De Quervain syndrome
|de Quarvain Syndrome|
|Classification and external resources|
Finkelstein's test for DeQuervain's tenosynovitis
De Quervain syndrome (French pronunciation: [də kɛʁvɛ̃]; also known as gamer's thumb, washerwoman's sprain, radial styloid tenosynovitis, de Quervain disease, de Quervain's tenosynovitis, de Quervain's stenosing tenosynovitis, mother's wrist, or mommy thumb), is a tenosynovitis of the sheath or tunnel that surrounds two tendons that control movement of the thumb.
The two tendons concerned are the tendons of the extensor pollicis brevis and abductor pollicis longus muscles. These two muscles, which run side by side, have almost the same function: the movement of the thumb away from the hand in the plane of the hand—so called radial abduction (as opposed to movement of the thumb away from the hand, out of the plane of the hand (palmar abduction)). The tendons run, as do all of the tendons passing the wrist, in synovial sheaths, which contain them and allow them to exercise their function whatever the position of the wrist. Evaluation of histological specimens shows a thickening and myxoid degeneration consistent with a chronic degenerative process. The pathology is identical in de Quervain seen in new mothers.

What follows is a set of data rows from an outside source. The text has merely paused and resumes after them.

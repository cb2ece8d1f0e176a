use std::fmt::Debug;
use std::time::Duration;

const DEFAULT_MODEL: &str = "gemini-2.5-flash-lite-preview-06-17";
const DEFAULT_BASE_URL: &str = "https://generativelanguage.googleapis.com/v1beta";

/// Builder for [`GeminiConfig`].
#[derive(Clone, PartialEq, Eq, Hash)]
pub struct GeminiConfigBuilder {
    api_key: String,
    model: Option<String>,
    base_url: Option<String>,
    connect_timeout: Option<Duration>,
    read_timeout: Option<Duration>,
}

impl GeminiConfigBuilder {
    /// Creates a builder with the given API key.
    #[inline]
    pub fn with_api_key<S: Into<String>>(api_key: S) -> Self {
        Self {
            api_key: api_key.into(),
            model: None,
            base_url: None,
            connect_timeout: None,
            read_timeout: None,
        }
    }

    /// Sets the model to use.
    #[inline]
    pub fn with_model<S: Into<String>>(mut self, model: S) -> Self {
        self.model = Some(model.into());
        self
    }

    /// Sets a custom base URL, without the trailing slash.
    #[inline]
    pub fn with_base_url<S: Into<String>>(mut self, base_url: S) -> Self {
        self.base_url = Some(base_url.into());
        self
    }

    /// Sets the TCP/TLS connect timeout.
    #[inline]
    pub fn with_connect_timeout(mut self, timeout: Duration) -> Self {
        self.connect_timeout = Some(timeout);
        self
    }

    /// Sets the maximum idle time between two reads of the response body.
    ///
    /// This bounds a stalled stream without capping the total length of a
    /// long generation.
    #[inline]
    pub fn with_read_timeout(mut self, timeout: Duration) -> Self {
        self.read_timeout = Some(timeout);
        self
    }

    /// Builds the configuration.
    #[inline]
    pub fn build(self) -> GeminiConfig {
        let base_url = self
            .base_url
            .unwrap_or_else(|| DEFAULT_BASE_URL.to_string());
        GeminiConfig {
            api_key: self.api_key,
            model: self.model.unwrap_or_else(|| DEFAULT_MODEL.to_string()),
            base_url: base_url.trim_end_matches('/').to_string(),
            connect_timeout: self
                .connect_timeout
                .unwrap_or(Duration::from_secs(10)),
            read_timeout: self.read_timeout.unwrap_or(Duration::from_secs(60)),
        }
    }
}

impl Debug for GeminiConfigBuilder {
    fn fmt(&self, f: &mut std::fmt::Formatter<'_>) -> std::fmt::Result {
        f.debug_struct("GeminiConfigBuilder")
            .field("api_key", &"<redacted>")
            .field("model", &self.model)
            .field("base_url", &self.base_url)
            .field("connect_timeout", &self.connect_timeout)
            .field("read_timeout", &self.read_timeout)
            .finish()
    }
}

/// Configuration for the Gemini provider.
#[derive(Clone, PartialEq, Eq, Hash)]
pub struct GeminiConfig {
    pub(crate) api_key: String,
    pub(crate) model: String,
    pub(crate) base_url: String,
    pub(crate) connect_timeout: Duration,
    pub(crate) read_timeout: Duration,
}

impl GeminiConfig {
    /// Returns the model name.
    #[inline]
    pub fn model(&self) -> &str {
        &self.model
    }

    pub(crate) fn stream_url(&self) -> String {
        format!(
            "{}/models/{}:streamGenerateContent?alt=sse",
            self.base_url, self.model
        )
    }
}

impl Debug for GeminiConfig {
    fn fmt(&self, f: &mut std::fmt::Formatter<'_>) -> std::fmt::Result {
        f.debug_struct("GeminiConfig")
            .field("api_key", &"<redacted>")
            .field("model", &self.model)
            .field("base_url", &self.base_url)
            .field("connect_timeout", &self.connect_timeout)
            .field("read_timeout", &self.read_timeout)
            .finish()
    }
}
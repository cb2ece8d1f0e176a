use super::{Chunks, ChunksError};

#[derive(Debug, PartialEq, Eq)]
pub enum Error {
    ChunksError(ChunksError),
    InvalidPayload,
}

/// A type for reading server-sent events from a chunk stream.
pub struct Sse {
    buf: String,
    // Bytes of a UTF-8 sequence split across two chunks.
    pending: Vec<u8>,
    chunks: Chunks,
}

impl Sse {
    #[inline]
    pub fn new(chunks: Chunks) -> Self {
        Self {
            buf: String::new(),
            pending: Vec::new(),
            chunks,
        }
    }

    /// Returns the `data` payload of the next event, joining multi-line
    /// data with `\n`.
    pub async fn next_event(&mut self) -> Result<Option<String>, Error> {
        loop {
            // Drain what is already buffered before waiting on the network,
            // so an event is surfaced as soon as its bytes have arrived.
            if let Some(event) = self.try_parse_event()? {
                return Ok(Some(event));
            }

            let Some(bytes) =
                self.chunks.next_chunk().await.map_err(Error::ChunksError)?
            else {
                return Ok(None);
            };
            self.push_bytes(&bytes)?;
        }
    }

    fn push_bytes(&mut self, bytes: &[u8]) -> Result<(), Error> {
        self.pending.extend_from_slice(bytes);
        let valid_up_to = match str::from_utf8(&self.pending) {
            Ok(s) => {
                self.buf.push_str(s);
                self.pending.len()
            }
            Err(err) if err.error_len().is_none() => {
                let valid_up_to = err.valid_up_to();
                let s = str::from_utf8(&self.pending[..valid_up_to])
                    .map_err(|_| Error::InvalidPayload)?;
                self.buf.push_str(s);
                valid_up_to
            }
            Err(_) => return Err(Error::InvalidPayload),
        };
        self.pending.drain(..valid_up_to);
        if self.buf.contains('\r') {
            self.buf = self.buf.replace("\r\n", "\n");
        }
        Ok(())
    }

    fn try_parse_event(&mut self) -> Result<Option<String>, Error> {
        loop {
            // For `end-of-line`, CR LF is normalized to LF on the way in.
            // And for event, we only care about the `data` field.
            //
            // event         = *( comment / field ) end-of-line
            // comment       = colon *any-char end-of-line
            // field         = 1*name-char [ colon [ space ] *any-char ] end-of-line
            let Some(eol_idx) = self.buf.find("\n\n") else {
                return Ok(None);
            };

            let mut data: Option<String> = None;
            for line in self.buf[0..eol_idx].split('\n') {
                if line.is_empty() || line.starts_with(':') {
                    continue;
                }
                let Some((name, value)) = line.split_once(':') else {
                    return Err(Error::InvalidPayload);
                };
                if name != "data" {
                    // `event`, `id` and `retry` are not used by the service.
                    continue;
                }
                let value = value.strip_prefix(' ').unwrap_or(value);
                match &mut data {
                    Some(data) => {
                        data.push('\n');
                        data.push_str(value);
                    }
                    None => data = Some(value.to_owned()),
                }
            }

            // Consume the bytes from the buffer.
            self.buf.drain(0..eol_idx + 2);

            if let Some(data) = data {
                return Ok(Some(data));
            }
        }
    }
}

#[cfg(test)]
mod tests {
    use bytes::Bytes;

    use super::*;

    #[tokio::test]
    async fn test_normal_events() {
        let chunks = Chunks::from_vec_deque(
            vec![
                Bytes::from_static(b"data: hello\n\n"),
                Bytes::from_static(b"data: bye\r\n\r\n"),
            ]
            .into(),
        );
        let mut sse = Sse::new(chunks);
        assert_eq!(sse.next_event().await.unwrap().unwrap(), "hello");
        assert_eq!(sse.next_event().await.unwrap().unwrap(), "bye");
        assert_eq!(sse.next_event().await.unwrap(), None);
    }

    #[tokio::test]
    async fn test_quirk_streaming() {
        let chunks = Chunks::from_vec_deque(
            vec![
                Bytes::from_static(b"data:"),
                Bytes::from_static(b" hello\r"),
                Bytes::from_static(b"\n\r\n"),
                Bytes::from_static(b": keep-alive\n\n"),
                Bytes::from_static(b"event: message\ndata: a\ndata: b\n\n"),
            ]
            .into(),
        );
        let mut sse = Sse::new(chunks);
        assert_eq!(sse.next_event().await.unwrap().unwrap(), "hello");
        assert_eq!(sse.next_event().await.unwrap().unwrap(), "a\nb");
        assert_eq!(sse.next_event().await.unwrap(), None);
    }

    #[tokio::test]
    async fn test_split_utf8_sequence() {
        let text = "data: caf\u{e9}\n\n".as_bytes();
        let split = text.len() - 3;
        let chunks = Chunks::from_vec_deque(
            vec![
                Bytes::copy_from_slice(&text[..split]),
                Bytes::copy_from_slice(&text[split..]),
            ]
            .into(),
        );
        let mut sse = Sse::new(chunks);
        assert_eq!(sse.next_event().await.unwrap().unwrap(), "caf\u{e9}");
    }

    #[tokio::test]
    async fn test_buffered_event_does_not_wait_for_more_data() {
        let chunks = Chunks::from_vec_deque(
            vec![Bytes::from_static(b"data: one\n\ndata: two\n\n")].into(),
        );
        let mut sse = Sse::new(chunks);
        assert_eq!(sse.next_event().await.unwrap().unwrap(), "one");
        // The second event is served from the buffer.
        assert_eq!(sse.next_event().await.unwrap().unwrap(), "two");
        assert_eq!(sse.next_event().await.unwrap(), None);
    }

    #[tokio::test]
    async fn test_invalid_data() {
        let chunks = Chunks::from_vec_deque(
            vec![Bytes::from_static(b"xxxxxx\n\n")].into(),
        );
        let mut sse = Sse::new(chunks);
        assert_eq!(sse.next_event().await.unwrap_err(), Error::InvalidPayload);

        let chunks = Chunks::from_vec_deque(
            vec![Bytes::from_static(b"xxxxxx\n")].into(),
        );
        let mut sse = Sse::new(chunks);
        assert_eq!(sse.next_event().await.unwrap(), None);

        let chunks = Chunks::from_vec_deque(
            vec![Bytes::from_static(b"data: \xff\n\n")].into(),
        );
        let mut sse = Sse::new(chunks);
        assert_eq!(sse.next_event().await.unwrap_err(), Error::InvalidPayload);
    }
}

De Quervain's is more common in women; the speculative rationale for this is that women have a greater angle of the styloid process of the radius.
The cause of de Quervain's disease is not known. In medical terms, it remains idiopathic.
Some claim that this diagnosis should be included among overuse injuries and that repetitive movements of the thumb are a contributing factor, but there are no scientific data that support a link between hand use and de Quervain's.
Symptoms are pain, tenderness, and swelling over the thumb side of the wrist, and difficulty gripping.
Finkelstein's test is used to diagnose de Quervain syndrome in people who have wrist pain. To perform the test, the examining physician grasps the thumb and the hand is ulnar deviated sharply, as shown in the image. If sharp pain occurs along the distal radius (top of forearm, about an in inch below the wrist; see image), de Quervain's syndrome is likely.
Differential diagnosis includes ruling out:
- Osteoarthritis of the first carpo-metacarpal joint
- Intersection syndrome—pain will be more towards the middle of the back of the forearm and about 2–3 inches below the wrist
- Wartenberg's syndrome
The management of de Quervain’s disease is determined more by convention than scientific data. From the original description of the illness in 1895 until the first description of corticosteroid injection by Jarrod Ismond in 1955, it appears that the only treatment offered was surgery. Since approximately 1972 the prevailing opinion has been that of McKenzie (1972) who suggested that corticosteroid injection was the first line of treatment and surgery should be reserved for unsuccessful injections. However, data regarding the efficacy of corticosteroid injection is sparse and uncontrolled (Oxford Level of Evidence 4) and it is not clear that there is a benefit over the natural history of the illness. A structured review published in 2003 identified only 35 publications that addressed de Quervain’s on Medline, only 7 of which presented data regarding corticosteroid injection, and none of which were controlled studies.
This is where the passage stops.